Supplied material: Begin
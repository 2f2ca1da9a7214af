//! Authentication handlers
//!
//! Implements login, logout, and current user endpoints

use axum::{Extension, Json};
use sea_orm::{ColumnTrait, EntityTrait, QueryFilter};
use serde::{Deserialize, Serialize};
use tower_sessions::Session;

use crate::entity::user;
use crate::error::{AppError, AppResult};
use crate::middleware::auth::{CurrentUser, SESSION_USER_KEY};
use crate::middleware::DbConn;

/// Login request body
#[derive(Debug, Deserialize)]
pub struct LoginRequest {
    pub username: String,
    pub password: String,
}

/// Session identity returned by login and /api/me
#[derive(Debug, Serialize)]
pub struct SessionUserResponse {
    pub id: i64,
    pub username: String,
    pub role: String,
    #[serde(rename = "departmentId")]
    pub department_id: Option<i64>,
}

/// POST /api/login
pub async fn login(
    Extension(db): Extension<DbConn>,
    session: Session,
    Json(req): Json<LoginRequest>,
) -> AppResult<Json<SessionUserResponse>> {
    if req.username.is_empty() || req.password.is_empty() {
        return Err(AppError::Validation(
            "username and password are required".to_string(),
        ));
    }

    let db_user = user::Entity::find()
        .filter(user::Column::Username.eq(&req.username))
        .one(&*db)
        .await?;

    let Some(db_user) = db_user else {
        tracing::warn!("Login failed: user not found - {}", req.username);
        return Err(AppError::Validation(
            "username or password error".to_string(),
        ));
    };

    let password_valid = bcrypt::verify(&req.password, &db_user.password).unwrap_or(false);
    if !password_valid {
        tracing::warn!("Login failed: wrong password - {}", req.username);
        return Err(AppError::Validation(
            "username or password error".to_string(),
        ));
    }

    session
        .insert(SESSION_USER_KEY, &req.username)
        .await
        .map_err(|e| AppError::Internal(format!("failed to save session: {}", e)))?;

    tracing::info!("User logged in: {}", req.username);

    Ok(Json(SessionUserResponse {
        id: db_user.id,
        username: db_user.username,
        role: db_user.role,
        department_id: db_user.department_id,
    }))
}

/// POST /api/logout
pub async fn logout(session: Session) -> AppResult<Json<serde_json::Value>> {
    session
        .flush()
        .await
        .map_err(|e| AppError::Internal(format!("failed to flush session: {}", e)))?;

    Ok(Json(serde_json::json!({"message": "logout success"})))
}

/// GET /api/me
pub async fn me(Extension(user): Extension<CurrentUser>) -> Json<SessionUserResponse> {
    Json(SessionUserResponse {
        id: user.id,
        username: user.username,
        role: user.role.as_str().to_string(),
        department_id: user.department_id,
    })
}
Supplied material: End
So that nothing is lost, write out each record exactly as it appears above.

Solution below:
repository 2f2ca1da9a7214af
//! Authentication handlers
//!
//! Implements login, logout, and current user endpoints

use axum::{Extension, Json};
use sea_orm::{ColumnTrait, EntityTrait, QueryFilter};
use serde::{Deserialize, Serialize};
use tower_sessions::Session;

use crate::entity::user;
use crate::error::{AppError, AppResult};
use crate::middleware::auth::{CurrentUser, SESSION_USER_KEY};
use crate::middleware::DbConn;

/// Login request body
#[derive(Debug, Deserialize)]
pub struct LoginRequest {
    pub username: String,
    pub password: String,
}

/// Session identity returned by login and /api/me
#[derive(Debug, Serialize)]
pub struct SessionUserResponse {
    pub id: i64,
    pub username: String,
    pub role: String,
    #[serde(rename = "departmentId")]
    pub department_id: Option<i64>,
}

/// POST /api/login
pub async fn login(
    Extension(db): Extension<DbConn>,
    session: Session,
    Json(req): Json<LoginRequest>,
) -> AppResult<Json<SessionUserResponse>> {
    if req.username.is_empty() || req.password.is_empty() {
        return Err(AppError::Validation(
            "username and password are required".to_string(),
        ));
    }

    let db_user = user::Entity::find()
        .filter(user::Column::Username.eq(&req.username))
        .one(&*db)
        .await?;

    let Some(db_user) = db_user else {
        tracing::warn!("Login failed: user not found - {}", req.username);
        return Err(AppError::Validation(
            "username or password error".to_string(),
        ));
    };

    let password_valid = bcrypt::verify(&req.password, &db_user.password).unwrap_or(false);
    if !password_valid {
        tracing::warn!("Login failed: wrong password - {}", req.username);
        return Err(AppError::Validation(
            "username or password error".to_string(),
        ));
    }

    session
        .insert(SESSION_USER_KEY, &req.username)
        .await
        .map_err(|e| AppError::Internal(format!("failed to save session: {}", e)))?;

    tracing::info!("User logged in: {}", req.username);

    Ok(Json(SessionUserResponse {
        id: db_user.id,
        username: db_user.username,
        role: db_user.role,
        department_id: db_user.department_id,
    }))
}

/// POST /api/logout
pub async fn logout(session: Session) -> AppResult<Json<serde_json::Value>> {
    session
        .flush()
        .await
        .map_err(|e| AppError::Internal(format!("failed to flush session: {}", e)))?;

    Ok(Json(serde_json::json!({"message": "logout success"})))
}

/// GET /api/me
pub async fn me(Extension(user): Extension<CurrentUser>) -> Json<SessionUserResponse> {
    Json(SessionUserResponse {
        id: user.id,
        username: user.username,
        role: user.role.as_str().to_string(),
        department_id: user.department_id,
    })
}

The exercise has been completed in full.